Absolutely. And given it's a syndrome which crosses over to three other neuro-developmental disorders, the distribution is very, very wide indeed. The majority of people with it don't have the excellence made famous within the ASD spectrum by eg. Rainman, (the sauvant presentation).


----------



## Darth Angelus (Jun 20, 2012)

To be honest, Asperger or not is really rather beside the point here. Normal distribution applies to the whole population, not just to peoole with some disability.
Being 4+ standard deviations above the average human in a given skill will make tasks related to that skill much easier to learn than the average human would. If you have some disability, it just means that you will not be anywhere near that level for skills hampered by said disability. A person with Asperger Syndrome cannot be a "social genius" obviously, as that would contradict the criteria. However, in the skills where they can actually still be geniuses (such as mathematics and/or physics), if they should happen to be just that, they would hardly struggle in that particular area like the average Joe.


----------



## James Coote (Jun 20, 2012)

We're getting sidetracked here. Being the only one who can wield the magic sword of doom doesn't necessarily qualify you as a genius


----------



## Darth Angelus (Jun 20, 2012)

No, but a lot of the other stuff presented about these characters would. If Harry Potter is this "brilliant" magician, I should think he would have a way easier time than other students. And fighting Voldemort was never a task for any ordinary wizard.
I would say that Anakin Skywalker's record midi-chlorian rare would make him some kind of Force-genius, would it not?


----------



## Shane Enochs (Jun 20, 2012)

Darth Angelus said:


> No, but a lot of the other stuff presented about these characters would. If Harry Potter is this "brilliant" magician, I should think he would have a way easier time than other students. And fighting Voldemort was never a task for any ordinary wizard.
> I would say that Anakin Skywalker's record midi-chlorian rare would make him some kind of Force-genius, would it not?



Voldemort would have whipped Harry's ass up and down the block if it wasn't for Harry's mom.  There wasn't anything particularly special about Harry.


----------



## Darth Angelus (Jun 20, 2012)

Shane Enochs said:


> Voldemort would have whipped Harry's ass up and down the block if it wasn't for Harry's mom.  There wasn't anything particularly special about Harry.


Of course, when Harry was a baby. I confess I have not read the novels, but I think Harry defeated Voldemort at the end of the series, and his mother was at least physically dead by then, so any contribution she could have given her son was not about direct help in the fight.
This is more or less entirely beside the point of my thread, though. The point was that it is, from one perspective, pretty weird that someone about whom there isn't anything "particularly special" can be this unique savior of the world. As I pointed out in my initial post, though, I am willing to overlook this.


----------



## Shane Enochs (Jun 21, 2012)

Darth Angelus said:


> Of course, when Harry was a baby. I confess I have not read the novels, but I think Harry defeated Voldemort at the end of the series, and his mother was at least physically dead by then, so any contribution she could have given her son was not about direct help in the fight.
> This is more or less entirely beside the point of my thread, though. The point was that it is, from one perspective, pretty weird that someone about whom there isn't anything "particularly special" can be this unique savior of the world. As I pointed out in my initial post, though, I am willing to overlook this.

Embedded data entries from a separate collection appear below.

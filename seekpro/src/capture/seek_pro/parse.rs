use bytes::BytesMut;

use super::READ_TOLERANCE;
use crate::frame::{RawFrame, FRAME_BYTES};

/// Offset of the status byte inside a raw frame.
const STATUS_OFFSET: usize = 4;

/// What a frame is for, as marked by its status byte.
#[derive(Debug, Clone, Copy, PartialEq, Eq)]
pub enum FrameStatus {
    /// Shutter closed over the internal black body.
    Calibration,
    /// A regular image.
    Normal,
    /// Map of the sensor's dead pixels, sent once after init.
    DeadPixelMap,
    Other(u8),
}

impl From<u8> for FrameStatus {
    fn from(status: u8) -> Self {
        match status {
            1 => FrameStatus::Calibration,
            3 => FrameStatus::Normal,
            4 => FrameStatus::DeadPixelMap,
            other => FrameStatus::Other(other),
        }
    }
}

impl From<FrameStatus> for u8 {
    fn from(status: FrameStatus) -> Self {
        match status {
            FrameStatus::Calibration => 1,
            FrameStatus::Normal => 3,
            FrameStatus::DeadPixelMap => 4,
            FrameStatus::Other(other) => other,
        }
    }
}

/// Status byte of a (possibly partial) transfer, if enough bytes arrived.
pub fn status_byte(data: &[u8]) -> Option<u8> {
    data.get(STATUS_OFFSET).copied()
}

/// Turn the bytes of one transfer into a status and, if usable, a frame.
///
/// Transfers up to [`READ_TOLERANCE`] bytes short are zero padded; the
/// padding lands in the bottom border which cropping discards. Shorter
/// transfers and overruns yield no frame. A transfer too short to hold a
/// status byte reports status 0.
pub fn assemble(mut data: BytesMut) -> (u8, Option<RawFrame>) {
    let status = match status_byte(&data) {
        Some(status) => status,
        None => return (0, None),
    };

    if data.len() > FRAME_BYTES || data.len() + READ_TOLERANCE < FRAME_BYTES {
        log::debug!("unusable transfer of {} bytes", data.len());
        return (status, None);
    }

    data.resize(FRAME_BYTES, 0);
    (status, RawFrame::from_le_bytes(&data))
}
//! Access log format module
//!
//! Supports `combined` (Apache/Nginx), `common` (CLF) and `json` lines.

use chrono::{DateTime, Local};
use serde::Serialize;

/// Access log line layout
#[derive(Debug, Clone, Copy, PartialEq, Eq)]
pub enum AccessLogFormat {
    Combined,
    Common,
    Json,
}

impl AccessLogFormat {
    /// Parse a configured format name; unknown names fall back to `combined`
    pub fn from_name(name: &str) -> Self {
        match name {
            "common" => Self::Common,
            "json" => Self::Json,
            _ => Self::Combined,
        }
    }
}

/// One served request
#[derive(Debug, Clone, Serialize)]
pub struct AccessLogEntry {
    pub remote_addr: String,
    #[serde(serialize_with = "serialize_time")]
    pub time: DateTime<Local>,
    pub method: String,
    pub path: String,
    /// Query string without the leading `?`
    pub query: Option<String>,
    pub http_version: String,
    pub status: u16,
    pub body_bytes: usize,
    pub content_encoding: Option<String>,
    pub referer: Option<String>,
    pub user_agent: Option<String>,
    pub request_time_us: u64,
}

fn serialize_time<S: serde::Serializer>(
    time: &DateTime<Local>,
    serializer: S,
) -> Result<S::Ok, S::Error> {
    serializer.serialize_str(&time.to_rfc3339())
}

impl AccessLogEntry {
    /// Create a new entry stamped with the current local time
    pub fn new(remote_addr: String, method: String, path: String) -> Self {
        Self {
            remote_addr,
            time: Local::now(),
            method,
            path,
            query: None,
            http_version: "1.1".to_string(),
            status: 200,
            body_bytes: 0,
            content_encoding: None,
            referer: None,
            user_agent: None,
            request_time_us: 0,
        }
    }

    pub fn format(&self, format: AccessLogFormat) -> String {
        match format {
            AccessLogFormat::Combined => format!(
                "{} \"{}\" \"{}\"",
                self.format_common(),
                self.referer.as_deref().unwrap_or("-"),
                self.user_agent.as_deref().unwrap_or("-"),
            ),
            AccessLogFormat::Common => self.format_common(),
            AccessLogFormat::Json => serde_json::to_string(self).unwrap_or_default(),
        }
    }

    /// `$remote_addr - - [$time_local] "$request" $status $body_bytes_sent`
    fn format_common(&self) -> String {
        let query = self
            .query
            .as_ref()
            .map(|q| format!("?{q}"))
            .unwrap_or_default();
        format!(
            "{} - - [{}] \"{} {}{} HTTP/{}\" {} {}",
            self.remote_addr,
            self.time.format("%d/%b/%Y:%H:%M:%S %z"),
            self.method,
            self.path,
            query,
            self.http_version,
            self.status,
            self.body_bytes,
        )
    }
}

#[cfg(test)]
mod tests {
    use super::*;

    fn create_test_entry() -> AccessLogEntry {
        let mut entry = AccessLogEntry::new(
            "192.168.1.1".to_string(),
            "GET".to_string(),
            "/assets/app.js".to_string(),
        );
        entry.query = Some("v=2".to_string());
        entry.status = 200;
        entry.body_bytes = 1234;
        entry.content_encoding = Some("br".to_string());
        entry.referer = Some("https://example.com".to_string());
        entry.user_agent = Some("Mozilla/5.0".to_string());
        entry.request_time_us = 1500;
        entry
    }

    #[test]
    fn test_format_combined() {
        let log = create_test_entry().format(AccessLogFormat::Combined);
        assert!(log.starts_with("192.168.1.1 - - ["));
        assert!(log.contains("\"GET /assets/app.js?v=2 HTTP/1.1\" 200 1234"));
        assert!(log.ends_with("\"https://example.com\" \"Mozilla/5.0\""));
    }

    #[test]
    fn test_format_common() {
        let log = create_test_entry().format(AccessLogFormat::Common);
        assert!(log.contains("\"GET /assets/app.js?v=2 HTTP/1.1\" 200 1234"));
        assert!(!log.contains("Mozilla"));
    }

    #[test]
    fn test_format_json() {
        let log = create_test_entry().format(AccessLogFormat::Json);
        let value: serde_json::Value = serde_json::from_str(&log).unwrap();
        assert_eq!(value["remote_addr"], "192.168.1.1");
        assert_eq!(value["status"], 200);
        assert_eq!(value["content_encoding"], "br");
        assert_eq!(value["request_time_us"], 1500);
        assert!(value["time"].is_string());
    }

    #[test]
    fn test_format_names() {
        assert_eq!(AccessLogFormat::from_name("json"), AccessLogFormat::Json);
        assert_eq!(AccessLogFormat::from_name("common"), AccessLogFormat::Common);
        assert_eq!(AccessLogFormat::from_name("combined"), AccessLogFormat::Combined);
    }
}
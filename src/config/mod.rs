// Configuration module entry point
// Layers built-in defaults, an optional JSON file and the environment

mod state;
mod types;

use std::net::SocketAddr;
use std::path::Path;

use config::{ConfigError, Environment, File, FileFormat};

// Re-export public types
pub use state::AppState;
pub use types::{CompressionConfig, Config};
use types::{DEFAULT_FALLBACK_FILE, DEFAULT_HOST, DEFAULT_PORT, DEFAULT_STATIC_DIR};

/// Config file read when `SPA_SERVER_CONFIG` is not set
pub const DEFAULT_CONFIG_FILE: &str = ".spa-server-config.json";

/// Environment variable naming an alternative config file
pub const CONFIG_FILE_ENV: &str = "SPA_SERVER_CONFIG";

/// Flat environment keys mapped onto top-level config fields
const ENV_KEYS: &[&str] = &[
    "HOST",
    "PORT",
    "STATIC_DIR",
    "SPA_FALLBACK_FILE",
    "CSP_HEADER",
    "HSTS_MAX_AGE",
    "WORKERS",
    "STRICT_METHODS",
    "TRUST_FORWARDED_PROTO",
];

/// Prefixes of nested environment keys, e.g. `LOGGING__LEVEL`
const ENV_SECTIONS: &[&str] = &["LOGGING__", "PERFORMANCE__", "SECURITY__", "COMPRESSION__"];

const LOG_LEVELS: &[&str] = &["error", "warn", "info", "debug"];
const ACCESS_LOG_FORMATS: &[&str] = &["combined", "common", "json"];

impl Config {
    /// Load configuration from the config file and the process environment.
    /// Environment variables take precedence over the file.
    pub fn load() -> Result<Self, ConfigError> {
        let path = std::env::var(CONFIG_FILE_ENV)
            .ok()
            .filter(|p| !p.is_empty())
            .unwrap_or_else(|| DEFAULT_CONFIG_FILE.to_string());
        Self::load_with(Some(Path::new(&path)), std::env::vars())
    }

    /// Load configuration from an optional JSON file and an explicit set of
    /// environment variables. Unknown variables and empty values are ignored.
    pub fn load_with<I>(file: Option<&Path>, env: I) -> Result<Self, ConfigError>
    where
        I: IntoIterator<Item = (String, String)>,
    {
        let env_map: config::Map<String, String> = env
            .into_iter()
            .filter(|(key, value)| !value.is_empty() && is_recognized_env_key(key))
            .collect();

        let mut builder = config::Config::builder()
            .set_default("host", DEFAULT_HOST)?
            .set_default("port", i64::from(DEFAULT_PORT))?
            .set_default("static_dir", DEFAULT_STATIC_DIR)?
            .set_default("spa_fallback_file", DEFAULT_FALLBACK_FILE)?
            .set_default("logging.level", "info")?
            .set_default("logging.access_log", true)?
            .set_default("logging.access_log_format", "combined")?
            .set_default("performance.keep_alive_timeout", 75)?
            .set_default("performance.read_timeout", 30)?
            .set_default("performance.write_timeout", 30)?;

        if let Some(path) = file {
            builder = builder.add_source(
                File::new(&path.to_string_lossy(), FileFormat::Json).required(false),
            );
        }

        let settings = builder
            .add_source(
                Environment::default()
                    .separator("__")
                    .source(Some(env_map)),
            )
            .build()?;

        let cfg: Self = settings.try_deserialize()?;
        cfg.validate()?;
        Ok(cfg)
    }

    /// Reject settings the server cannot run with
    pub fn validate(&self) -> Result<(), ConfigError> {
        let fallback = self.spa_fallback_file.as_str();
        if fallback.is_empty()
            || fallback.contains(|c: char| c == '/' || c == '\\')
            || fallback == "."
            || fallback == ".."
        {
            return Err(ConfigError::Message(format!(
                "invalid SPA_FALLBACK_FILE: {fallback:?}"
            )));
        }

        if !LOG_LEVELS.contains(&self.logging.level.as_str()) {
            return Err(ConfigError::Message(format!(
                "invalid logging.level: {:?} (expected one of {})",
                self.logging.level,
                LOG_LEVELS.join(", ")
            )));
        }

        if !ACCESS_LOG_FORMATS.contains(&self.logging.access_log_format.as_str()) {
            return Err(ConfigError::Message(format!(
                "invalid logging.access_log_format: {:?} (expected one of {})",
                self.logging.access_log_format,
                ACCESS_LOG_FORMATS.join(", ")
            )));
        }

        Ok(())
    }

    pub fn socket_addr(&self) -> Result<SocketAddr, String> {
        format!("{}:{}", self.host, self.port)
            .parse()
            .map_err(|e| format!("Invalid address: {e}"))
    }

    /// URL path of the fallback file, e.g. `/index.html`
    pub fn fallback_url_path(&self) -> String {
        format!("/{}", self.spa_fallback_file)
    }
}

fn is_recognized_env_key(key: &str) -> bool {
    ENV_KEYS.contains(&key) || ENV_SECTIONS.iter().any(|prefix| key.starts_with(prefix))
}

#[cfg(test)]
mod tests {
    use super::*;
    use std::io::Write;

    fn env(pairs: &[(&str, &str)]) -> Vec<(String, String)> {
        pairs
            .iter()
            .map(|(k, v)| ((*k).to_string(), (*v).to_string()))
            .collect()
    }

    fn write_config(contents: &str) -> tempfile::NamedTempFile {
        let mut file = tempfile::Builder::new()
            .suffix(".json")
            .tempfile()
            .expect("create temp config");
        file.write_all(contents.as_bytes()).expect("write temp config");
        file
    }

    #[test]
    fn test_defaults_without_file() {
        let cfg = Config::load_with(None, env(&[])).unwrap();
        assert_eq!(cfg.static_dir, "./client/dist");
        assert_eq!(cfg.spa_fallback_file, "index.html");
        assert_eq!(cfg.port, 8080);
        assert!(cfg.csp_header.is_none());
        assert!(cfg.hsts_max_age.is_none());
        assert_eq!(cfg.preload, vec!["vite.svg".to_string()]);
        assert!(cfg.compression.enabled);
    }

    #[test]
    fn test_missing_file_is_not_an_error() {
        let cfg =
            Config::load_with(Some(Path::new("/nonexistent/spa-config.json")), env(&[])).unwrap();
        assert_eq!(cfg.port, 8080);
    }

    #[test]
    fn test_file_values() {
        let file = write_config(
            r#"{"static_dir": "./file_static", "spa_fallback_file": "file.html", "port": 9090,
                "csp_header": "default-src 'self'", "hsts_max_age": 600}"#,
        );
        let cfg = Config::load_with(Some(file.path()), env(&[])).unwrap();
        assert_eq!(cfg.static_dir, "./file_static");
        assert_eq!(cfg.spa_fallback_file, "file.html");
        assert_eq!(cfg.port, 9090);
        assert_eq!(cfg.csp_header.as_deref(), Some("default-src 'self'"));
        assert_eq!(cfg.hsts_max_age, Some(600));
    }

    #[test]
    fn test_invalid_json_is_an_error() {
        let file = write_config("{ invalid json");
        assert!(Config::load_with(Some(file.path()), env(&[])).is_err());
    }

    #[test]
    fn test_env_overrides_file() {
        let file = write_config(
            r#"{"static_dir": "./file_static", "spa_fallback_file": "file.html", "port": 9090}"#,
        );
        let cfg = Config::load_with(
            Some(file.path()),
            env(&[
                ("STATIC_DIR", "./env_static"),
                ("SPA_FALLBACK_FILE", "env.html"),
                ("PORT", "9000"),
            ]),
        )
        .unwrap();
        assert_eq!(cfg.static_dir, "./env_static");
        assert_eq!(cfg.spa_fallback_file, "env.html");
        assert_eq!(cfg.port, 9000);
    }

    #[test]
    fn test_empty_env_value_is_unset() {
        let cfg = Config::load_with(
            None,
            env(&[("SPA_FALLBACK_FILE", ""), ("PORT", "")]),
        )
        .unwrap();
        assert_eq!(cfg.spa_fallback_file, "index.html");
        assert_eq!(cfg.port, 8080);
    }

    #[test]
    fn test_unrelated_env_is_ignored() {
        let cfg = Config::load_with(
            None,
            env(&[("HOME", "/root"), ("LOGGING", "loud"), ("PATH", "/bin")]),
        )
        .unwrap();
        assert_eq!(cfg.logging.level, "info");
    }

    #[test]
    fn test_nested_env_keys() {
        let cfg = Config::load_with(
            None,
            env(&[
                ("LOGGING__LEVEL", "debug"),
                ("COMPRESSION__ENABLED", "false"),
                ("SECURITY__X_FRAME_OPTIONS", "SAMEORIGIN"),
            ]),
        )
        .unwrap();
        assert_eq!(cfg.logging.level, "debug");
        assert!(!cfg.compression.enabled);
        assert_eq!(cfg.security.x_frame_options.as_deref(), Some("SAMEORIGIN"));
    }

    #[test]
    fn test_invalid_port_env() {
        assert!(Config::load_with(None, env(&[("PORT", "invalid")])).is_err());
    }

    #[test]
    fn test_invalid_hsts_env() {
        assert!(Config::load_with(None, env(&[("HSTS_MAX_AGE", "forever")])).is_err());
    }

    #[test]
    fn test_hsts_env() {
        let cfg = Config::load_with(None, env(&[("HSTS_MAX_AGE", "31536000")])).unwrap();
        assert_eq!(cfg.hsts_max_age, Some(31_536_000));
    }

    #[test]
    fn test_fallback_with_separator_rejected() {
        let err = Config::load_with(None, env(&[("SPA_FALLBACK_FILE", "sub/index.html")]))
            .unwrap_err();
        assert!(err.to_string().contains("invalid SPA_FALLBACK_FILE"));
    }

    #[test]
    fn test_empty_fallback_in_file_rejected() {
        let file = write_config(r#"{"spa_fallback_file": ""}"#);
        assert!(Config::load_with(Some(file.path()), env(&[])).is_err());
    }

    #[test]
    fn test_validate_direct() {
        let mut cfg = Config::default();
        assert!(cfg.validate().is_ok());
        cfg.spa_fallback_file = "..".to_string();
        assert!(cfg.validate().is_err());
        cfg.spa_fallback_file = "a\\b.html".to_string();
        assert!(cfg.validate().is_err());
    }

    #[test]
    fn test_invalid_log_level_rejected() {
        assert!(Config::load_with(None, env(&[("LOGGING__LEVEL", "verbose")])).is_err());
    }

    #[test]
    fn test_socket_addr() {
        let cfg = Config::default();
        assert_eq!(cfg.socket_addr().unwrap().port(), 8080);
        assert_eq!(cfg.fallback_url_path(), "/index.html");
    }
}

Nah, she has been saving his butt postmortem for his entire life, pretty much.

Going back to the point of the thread, though, there are many people in real life who have a rags to riches story.  It's not uncommon for people who come from very humble beginnings to turn out much smarter or stronger or whatever than anyone thought possible.


----------



## Brian G Turner (Jun 21, 2012)

James Coote said:


> It isn't about taking a genius and making them easier to relate with. The chosen one is always ordinary because they are a stand-in for the reader.



Very good point - and hereby lies my own big criticism - that in doing so, the trope character becomes nothing more than a wish-fulfillment fantasy in a piece of escapism.

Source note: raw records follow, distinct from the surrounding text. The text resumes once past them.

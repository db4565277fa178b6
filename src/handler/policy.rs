//! Cache-Control classification
//!
//! Build output under `/assets/` and static media are content-addressed and
//! cached for a year. The SPA shell always revalidates. Anything else gets a
//! short cache only when it names a real file.

use hyper::header::HeaderMap;
use std::fs::Metadata;
use std::path::Path;
use std::sync::Arc;

use crate::config::Config;
use crate::http::CachePolicy;

use super::pipeline::{Flow, RequestContext};

const HASHED_ASSETS_PREFIX: &str = "/assets/";

const IMMUTABLE_EXTENSIONS: &[&str] = &[
    ".js", ".css", ".png", ".jpg", ".jpeg", ".gif", ".svg", ".webp",
];

/// Classify a normalised request path.
///
/// Returns `None` when no Cache-Control header should be attached.
pub async fn classify(path: &str, config: &Config) -> Option<CachePolicy> {
    if path.starts_with(HASHED_ASSETS_PREFIX)
        || IMMUTABLE_EXTENSIONS.iter().any(|ext| path.ends_with(ext))
    {
        return Some(CachePolicy::Immutable);
    }

    if path == "/" || path == config.fallback_url_path() {
        return Some(CachePolicy::NoCache);
    }

    let file_path = Path::new(&config.static_dir).join(path.trim_start_matches('/'));
    // Directories count as missing, like in the resolver
    tokio::fs::metadata(&file_path)
        .await
        .ok()
        .filter(Metadata::is_file)
        .map(|_| CachePolicy::ShortCache)
}

/// Pipeline stage tagging responses with their Cache-Control treatment
pub struct CacheControl {
    config: Arc<Config>,
}

impl CacheControl {
    pub const fn new(config: Arc<Config>) -> Self {
        Self { config }
    }

    pub async fn before(&self, ctx: &RequestContext, headers: &mut HeaderMap) -> Flow {
        if let Some(policy) = classify(&ctx.path, &self.config).await {
            policy.apply(headers);
        }
        Flow::Continue
    }
}

#[cfg(test)]
mod tests {
    use super::*;
    use std::fs;

    fn config_for(dir: &Path, fallback: &str) -> Config {
        Config {
            static_dir: dir.to_string_lossy().into_owned(),
            spa_fallback_file: fallback.to_string(),
            ..Config::default()
        }
    }

    #[tokio::test]
    async fn test_immutable_paths() {
        let dir = tempfile::tempdir().unwrap();
        let config = config_for(dir.path(), "index.html");

        for path in [
            "/assets/index-4f2a9c.js",
            "/assets/fonts/inter.woff2",
            "/logo.png",
            "/photo.jpeg",
            "/vite.svg",
            "/styles/main.css",
            "/hero.webp",
        ] {
            assert_eq!(
                classify(path, &config).await,
                Some(CachePolicy::Immutable),
                "{path}"
            );
        }
    }

    #[tokio::test]
    async fn test_shell_is_not_cached() {
        let dir = tempfile::tempdir().unwrap();
        let config = config_for(dir.path(), "index.html");

        assert_eq!(classify("/", &config).await, Some(CachePolicy::NoCache));
        assert_eq!(
            classify("/index.html", &config).await,
            Some(CachePolicy::NoCache)
        );
    }

    #[tokio::test]
    async fn test_existing_file_gets_short_cache() {
        let dir = tempfile::tempdir().unwrap();
        fs::write(dir.path().join("robots.txt"), "User-agent: *").unwrap();
        let config = config_for(dir.path(), "index.html");

        assert_eq!(
            classify("/robots.txt", &config).await,
            Some(CachePolicy::ShortCache)
        );
        assert_eq!(classify("/api/users", &config).await, None);
    }

    #[tokio::test]
    async fn test_directory_is_not_short_cached() {
        let dir = tempfile::tempdir().unwrap();
        fs::create_dir(dir.path().join("docs")).unwrap();
        let config = config_for(dir.path(), "index.html");

        assert_eq!(classify("/docs", &config).await, None);
        assert_eq!(classify("/docs/", &config).await, None);
    }

    #[tokio::test]
    async fn test_custom_fallback_changes_shell() {
        let dir = tempfile::tempdir().unwrap();
        fs::write(dir.path().join("index.html"), "index").unwrap();
        fs::write(dir.path().join("custom.html"), "custom").unwrap();
        let config = config_for(dir.path(), "custom.html");

        assert_eq!(
            classify("/custom.html", &config).await,
            Some(CachePolicy::NoCache)
        );
        assert_eq!(
            classify("/index.html", &config).await,
            Some(CachePolicy::ShortCache)
        );
    }
}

My memory of Tolkien with Frodo is that he did it well - what was extraordinary about him was his ordinariness - but then again, he wasn't fulfilling a prophecy, and it was his best friend's simplicity that saved everyone in the end.

What puts myself off especially is when that wish-fullment fantasy really becomes extreme - the character becomes all powerful, and especially has lots of sex with lots of supposedly beautiful women.

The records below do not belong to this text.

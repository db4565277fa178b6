//! Logger module
//!
//! Provides logging utilities for the server including:
//! - Server lifecycle logging
//! - Access logging in several formats
//! - Level-filtered error, warning, info and debug lines
//! - File-based logging support

mod format;
pub mod writer;

pub use format::{AccessLogEntry, AccessLogFormat};

use crate::config::Config;
use std::net::SocketAddr;
use std::sync::atomic::{AtomicU8, Ordering};

const LEVEL_ERROR: u8 = 0;
const LEVEL_WARN: u8 = 1;
const LEVEL_INFO: u8 = 2;
const LEVEL_DEBUG: u8 = 3;

/// Highest level that is written
static MAX_LEVEL: AtomicU8 = AtomicU8::new(LEVEL_INFO);

/// Initialize the logger with configuration
///
/// Should be called once at application startup.
pub fn init(config: &Config) -> std::io::Result<()> {
    MAX_LEVEL.store(parse_level(&config.logging.level), Ordering::Relaxed);
    writer::init(
        config.logging.access_log_file.as_deref(),
        config.logging.error_log_file.as_deref(),
    )
}

fn parse_level(level: &str) -> u8 {
    match level {
        "error" => LEVEL_ERROR,
        "warn" => LEVEL_WARN,
        "debug" => LEVEL_DEBUG,
        _ => LEVEL_INFO,
    }
}

fn enabled(level: u8) -> bool {
    level <= MAX_LEVEL.load(Ordering::Relaxed)
}

/// Write to info/access log
fn write_info(message: &str) {
    match writer::get() {
        Some(w) => w.write_access(message),
        None => println!("{message}"),
    }
}

/// Write to error log
fn write_error(message: &str) {
    match writer::get() {
        Some(w) => w.write_error(message),
        None => eprintln!("{message}"),
    }
}

pub fn log_server_start(addr: &SocketAddr, config: &Config) {
    write_info("======================================");
    write_info("SPA server started successfully");
    write_info(&format!("Listening on: http://{addr}"));
    write_info(&format!("Static directory: {}", config.static_dir));
    write_info(&format!("SPA fallback file: {}", config.spa_fallback_file));
    write_info(&format!("Log level: {}", config.logging.level));
    if let Some(workers) = config.workers {
        write_info(&format!("Worker threads: {workers}"));
    }
    if let Some(ref path) = config.logging.access_log_file {
        write_info(&format!("Access log: {path}"));
    }
    if let Some(ref path) = config.logging.error_log_file {
        write_info(&format!("Error log: {path}"));
    }
    write_info("======================================\n");
}

pub fn log_assets_loaded(count: usize, static_dir: &str) {
    log_info(&format!(
        "[Assets] Loaded {count} critical assets into memory from {static_dir}"
    ));
}

pub fn log_shutdown() {
    write_info("[Shutdown] Accept loop stopped, server exiting");
}

pub fn log_connection_accepted(peer_addr: &SocketAddr) {
    log_debug(&format!("[Connection] Accepted from: {peer_addr}"));
}

pub fn log_connection_error(err: &impl std::fmt::Debug) {
    log_error(&format!("Failed to serve connection: {err:?}"));
}

pub fn log_error(message: &str) {
    if enabled(LEVEL_ERROR) {
        write_error(&format!("[ERROR] {message}"));
    }
}

pub fn log_warning(message: &str) {
    if enabled(LEVEL_WARN) {
        write_error(&format!("[WARN] {message}"));
    }
}

pub fn log_info(message: &str) {
    if enabled(LEVEL_INFO) {
        write_info(&format!("[INFO] {message}"));
    }
}

pub fn log_debug(message: &str) {
    if enabled(LEVEL_DEBUG) {
        write_info(&format!("[DEBUG] {message}"));
    }
}

/// Log formatted access log entry
pub fn log_access(entry: &AccessLogEntry, format: AccessLogFormat) {
    let line = entry.format(format);
    match writer::get() {
        Some(w) => w.write_access(&line),
        None => println!("{line}"),
    }
}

All a book like that says to me is that the author is very insecure, cannot relate to people, and therefore is writing for similar insecure socially inept males.

I don't want to read a book like that.


----------



## Darth Angelus (Jun 21, 2012)

Shane Enochs said:


> Nah, she has been saving his butt postmortem for his entire life, pretty much.


Fair enough. That would just make another point that would stretch my believability a bit as well, though. It still does not alter anything. You can't do something that no one else could because your mother loved you or something like that



Shane Enochs said:


> Going back to the point of the thread, though, there are many people in real life who have a rags to riches story.  It's not uncommon for people who come from very humble beginnings to turn out much smarter or stronger or whatever than anyone thought possible.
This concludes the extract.